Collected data
------

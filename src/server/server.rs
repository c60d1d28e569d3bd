use crate::application_impl::*;
use crate::application_port::*;
use crate::domain_port::*;
use crate::infra_memory::*;
use crate::infra_postgres::*;
use crate::logger::*;
use crate::settings::{Database, Settings};
use sqlx::PgPool;
use sqlx::postgres::{PgConnectOptions, PgPoolOptions};
use std::str::FromStr;
use std::sync::Arc;
use std::time::Duration;

pub struct Server {
    pub user_service: Arc<dyn UserService>,
    pool: Option<PgPool>,
}

impl Server {
    pub async fn try_new(settings: &Settings) -> anyhow::Result<Self> {
        let (user_repo, pool): (Arc<dyn UserRepo>, Option<PgPool>) =
            match settings.repo.backend.as_str() {
                "postgres" => {
                    let pool = connect(&settings.database).await?;
                    if settings.database.ensure_schema {
                        ensure_schema(&pool).await?;
                    }
                    (Arc::new(PgUserRepo::new(pool.clone())), Some(pool))
                }
                "memory" => {
                    warn!("memory backend selected, data is lost on shutdown");
                    (Arc::new(InMemoryUserRepo::new()), None)
                }
                other => return Err(anyhow::anyhow!("Unknown repo backend: {}", other)),
            };

        let server = Self::with_repo(user_repo);
        info!(backend = %settings.repo.backend, "server started");

        Ok(Self { pool, ..server })
    }

    /// Wires the service on top of an already built repository.
    pub fn with_repo(user_repo: Arc<dyn UserRepo>) -> Self {
        let user_service: Arc<dyn UserService> = Arc::new(RealUserService::new(user_repo));
        Self {
            user_service,
            pool: None,
        }
    }

    pub async fn shutdown(&self) {
        info!("server shutting down...");

        if let Some(pool) = &self.pool {
            pool.close().await;
            info!("database pool closed");
        }
    }
}

async fn connect(database: &Database) -> anyhow::Result<PgPool> {
    let options = PgConnectOptions::from_str(&database.url)?
        .options([("statement_timeout", database.statement_timeout_ms)]);

    let pool = PgPoolOptions::new()
        .max_connections(database.max_connections)
        .acquire_timeout(Duration::from_secs(database.acquire_timeout_secs))
        .connect_with(options)
        .await?;

    let value: i32 = sqlx::query_scalar("SELECT 1").fetch_one(&pool).await?;
    debug!(value, "database reachable");

    Ok(pool)
}
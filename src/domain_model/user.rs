use serde::{Deserialize, Serialize};
use std::fmt;

/// Store-assigned identity of a user row (`users.id SERIAL`).
#[derive(
    Debug, Clone, Copy, Ord, PartialOrd, Eq, PartialEq, Hash, Serialize, Deserialize, sqlx::Type,
)]
#[serde(transparent)]
#[sqlx(transparent)]
pub struct UserId(pub i32);

impl fmt::Display for UserId {
    fn fmt(&self, f: &mut fmt::Formatter<'_>) -> fmt::Result {
        write!(f, "{}", self.0)
    }
}

impl std::str::FromStr for UserId {
    type Err = std::num::ParseIntError;

    fn from_str(s: &str) -> Result<Self, Self::Err> {
        s.trim().parse::<i32>().map(UserId)
    }
}

#[derive(Debug, Clone, PartialEq, Eq, Serialize, sqlx::FromRow)]
pub struct User {
    pub id: UserId,
    pub name: String,
    pub age: i32,
}

/// Signup payload: the user's own fields plus the ids to befriend right away.
#[derive(Debug, Clone)]
pub struct NewUser {
    pub name: String,
    pub age: i32,
    pub friends: Vec<UserId>,
}

#[derive(Debug, Clone, Copy)]
pub struct AgeUpdate {
    pub user_id: UserId,
    pub age: i32,
}

#[cfg(test)]
mod tests {
    use super::*;

    #[test]
    fn user_id_parses_surrounding_whitespace() {
        assert_eq!(" 42 ".parse::<UserId>().unwrap(), UserId(42));
        assert!("forty-two".parse::<UserId>().is_err());
    }

    #[test]
    fn user_serializes_id_as_plain_number() {
        let user = User {
            id: UserId(7),
            name: "Alice".to_string(),
            age: 30,
        };
        let json = serde_json::to_value(&user).unwrap();
        assert_eq!(json, serde_json::json!({"id": 7, "name": "Alice", "age": 30}));
    }
}
use super::util::is_unique_violation;
use crate::application_port::*;
use crate::domain_model::*;
use crate::domain_port::*;
use sqlx::{PgExecutor, PgPool};

pub struct PgUserRepo {
    pool: PgPool,
}

impl PgUserRepo {
    pub fn new(pool: PgPool) -> Self {
        PgUserRepo { pool }
    }
}

async fn fetch_user<'e, E>(executor: E, user_id: UserId) -> Result<Option<User>, UserError>
where
    E: PgExecutor<'e>,
{
    sqlx::query_as::<_, User>("SELECT id, name, age FROM users WHERE id = $1")
        .bind(user_id)
        .fetch_optional(executor)
        .await
        .map_err(|e| UserError::Store(format!("select user {user_id}: {e}")))
}

async fn friendship_exists<'e, E>(executor: E, a: UserId, b: UserId) -> Result<bool, UserError>
where
    E: PgExecutor<'e>,
{
    sqlx::query_scalar::<_, bool>(
        r#"
SELECT EXISTS (
    SELECT 1
    FROM friends
    WHERE (user1_id = $1 AND user2_id = $2)
       OR (user1_id = $2 AND user2_id = $1)
)
"#,
    )
    .bind(a)
    .bind(b)
    .fetch_one(executor)
    .await
    .map_err(|e| UserError::Store(format!("select friendship ({a}, {b}): {e}")))
}

#[async_trait::async_trait]
impl UserRepo for PgUserRepo {
    async fn insert_user(&self, name: &str, age: i32) -> Result<UserId, UserError> {
        sqlx::query_scalar::<_, UserId>("INSERT INTO users (name, age) VALUES ($1, $2) RETURNING id")
            .bind(name)
            .bind(age)
            .fetch_one(&self.pool)
            .await
            .map_err(|e| {
                UserError::Store(format!("insert user (name {name}, age {age}): {e}"))
            })
    }

    async fn insert_friendship(&self, a: UserId, b: UserId) -> Result<(), UserError> {
        if a == b {
            return Err(UserError::SelfFriendship(a));
        }

        // check-then-insert runs in one tx; the pair index catches concurrent winners
        let mut tx = self
            .pool
            .begin()
            .await
            .map_err(|e| UserError::Store(format!("begin friendship tx: {e}")))?;

        for user_id in [a, b] {
            if fetch_user(&mut *tx, user_id).await?.is_none() {
                return Err(UserError::UserNotFound(user_id));
            }
        }

        if friendship_exists(&mut *tx, a, b).await? {
            return Err(UserError::AlreadyFriends(a, b));
        }

        let pair = UserPair::new(a, b);
        let res = sqlx::query("INSERT INTO friends (user1_id, user2_id) VALUES ($1, $2)")
            .bind(pair.low())
            .bind(pair.high())
            .execute(&mut *tx)
            .await;

        match res {
            Ok(_) => {}
            Err(e) if is_unique_violation(&e) => return Err(UserError::AlreadyFriends(a, b)),
            Err(e) => {
                return Err(UserError::Store(format!(
                    "insert friendship ({a}, {b}): {e}"
                )));
            }
        }

        tx.commit()
            .await
            .map_err(|e| UserError::Store(format!("commit friendship ({a}, {b}): {e}")))?;

        Ok(())
    }

    async fn select_user(&self, user_id: UserId) -> Result<User, UserError> {
        fetch_user(&self.pool, user_id)
            .await?
            .ok_or(UserError::UserNotFound(user_id))
    }

    async fn are_friends(&self, a: UserId, b: UserId) -> Result<bool, UserError> {
        friendship_exists(&self.pool, a, b).await
    }

    async fn delete_user(&self, user_id: UserId) -> Result<(), UserError> {
        let result = sqlx::query("DELETE FROM users WHERE id = $1")
            .bind(user_id)
            .execute(&self.pool)
            .await
            .map_err(|e| UserError::Store(format!("delete user {user_id}: {e}")))?;

        if result.rows_affected() == 0 {
            return Err(UserError::UserNotFound(user_id));
        }

        Ok(())
    }

    async fn delete_friendships_of(&self, user_id: UserId) -> Result<u64, UserError> {
        let result = sqlx::query("DELETE FROM friends WHERE user1_id = $1 OR user2_id = $1")
            .bind(user_id)
            .execute(&self.pool)
            .await
            .map_err(|e| UserError::Store(format!("delete friendships of {user_id}: {e}")))?;

        Ok(result.rows_affected())
    }

    async fn update_user_age(&self, user_id: UserId, age: i32) -> Result<(), UserError> {
        let result = sqlx::query("UPDATE users SET age = $1 WHERE id = $2")
            .bind(age)
            .bind(user_id)
            .execute(&self.pool)
            .await
            .map_err(|e| UserError::Store(format!("update age of user {user_id}: {e}")))?;

        if result.rows_affected() == 0 {
            return Err(UserError::UserNotFound(user_id));
        }

        Ok(())
    }

    async fn list_friends_of(&self, user_id: UserId) -> Result<Vec<User>, UserError> {
        sqlx::query_as::<_, User>(
            r#"
SELECT u.id, u.name, u.age
FROM users u
WHERE u.id <> $1
  AND u.id IN (
      SELECT f.user2_id FROM friends f WHERE f.user1_id = $1
      UNION
      SELECT f.user1_id FROM friends f WHERE f.user2_id = $1
  )
ORDER BY u.id ASC
"#,
        )
        .bind(user_id)
        .fetch_all(&self.pool)
        .await
        .map_err(|e| UserError::Store(format!("list friends of {user_id}: {e}")))
    }
}

// Needs a reachable PostgreSQL: DATABASE_URL=postgres://... cargo test -- --ignored
#[cfg(test)]
mod tests {
    use super::*;
    use crate::infra_postgres::ensure_schema;

    async fn repo() -> PgUserRepo {
        let url = std::env::var("DATABASE_URL").expect("DATABASE_URL must be set");
        let pool = PgPool::connect(&url).await.unwrap();
        ensure_schema(&pool).await.unwrap();
        PgUserRepo::new(pool)
    }

    #[tokio::test]
    #[ignore]
    async fn friendship_is_symmetric_and_unique() {
        let repo = repo().await;
        let a = repo.insert_user("pg-alice", 30).await.unwrap();
        let b = repo.insert_user("pg-bob", 25).await.unwrap();

        repo.insert_friendship(b, a).await.unwrap();
        assert!(repo.are_friends(a, b).await.unwrap());
        assert_eq!(
            repo.insert_friendship(a, b).await,
            Err(UserError::AlreadyFriends(a, b))
        );

        let friends = repo.list_friends_of(a).await.unwrap();
        assert_eq!(friends.iter().map(|u| u.id).collect::<Vec<_>>(), vec![b]);

        repo.delete_user(a).await.unwrap();
        assert_eq!(repo.delete_friendships_of(a).await.unwrap(), 1);
        assert!(repo.list_friends_of(b).await.unwrap().is_empty());
        repo.delete_user(b).await.unwrap();
    }

    #[tokio::test]
    #[ignore]
    async fn missing_rows_map_to_not_found() {
        let repo = repo().await;
        let ghost = UserId(i32::MAX);
        assert_eq!(
            repo.select_user(ghost).await,
            Err(UserError::UserNotFound(ghost))
        );
        assert_eq!(
            repo.update_user_age(ghost, 10).await,
            Err(UserError::UserNotFound(ghost))
        );
    }

    #[tokio::test]
    #[ignore]
    async fn concurrent_reversed_inserts_store_one_canonical_row() {
        let repo = repo().await;
        let a = repo.insert_user("pg-carol", 41).await.unwrap();
        let b = repo.insert_user("pg-dan", 52).await.unwrap();

        let (ab, ba) = tokio::join!(repo.insert_friendship(b, a), repo.insert_friendship(a, b));
        let results = [ab, ba];
        assert_eq!(results.iter().filter(|r| r.is_ok()).count(), 1);
        assert_eq!(
            results
                .iter()
                .filter(|r| matches!(r, Err(UserError::AlreadyFriends(..))))
                .count(),
            1
        );

        let rows: Vec<(UserId, UserId)> = sqlx::query_as(
            "SELECT user1_id, user2_id FROM friends WHERE user1_id IN ($1, $2) OR user2_id IN ($1, $2)",
        )
        .bind(a)
        .bind(b)
        .fetch_all(&repo.pool)
        .await
        .unwrap();
        let pair = UserPair::new(a, b);
        assert_eq!(rows, vec![(pair.low(), pair.high())]);

        repo.delete_user(a).await.unwrap();
        repo.delete_user(b).await.unwrap();
        repo.delete_friendships_of(a).await.unwrap();
    }
}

------

The task :: In the records above, find the line containing "pub user_service: Arc<dyn" and restate word for word every line from the first through that one.

Exercise solution ::
filename src/server/server.rs
repository c60d1d28e569d3bd
use crate::application_impl::*;
use crate::application_port::*;
use crate::domain_port::*;
use crate::infra_memory::*;
use crate::infra_postgres::*;
use crate::logger::*;
use crate::settings::{Database, Settings};
use sqlx::PgPool;
use sqlx::postgres::{PgConnectOptions, PgPoolOptions};
use std::str::FromStr;
use std::sync::Arc;
use std::time::Duration;

pub struct Server {
    pub user_service: Arc<dyn UserService>,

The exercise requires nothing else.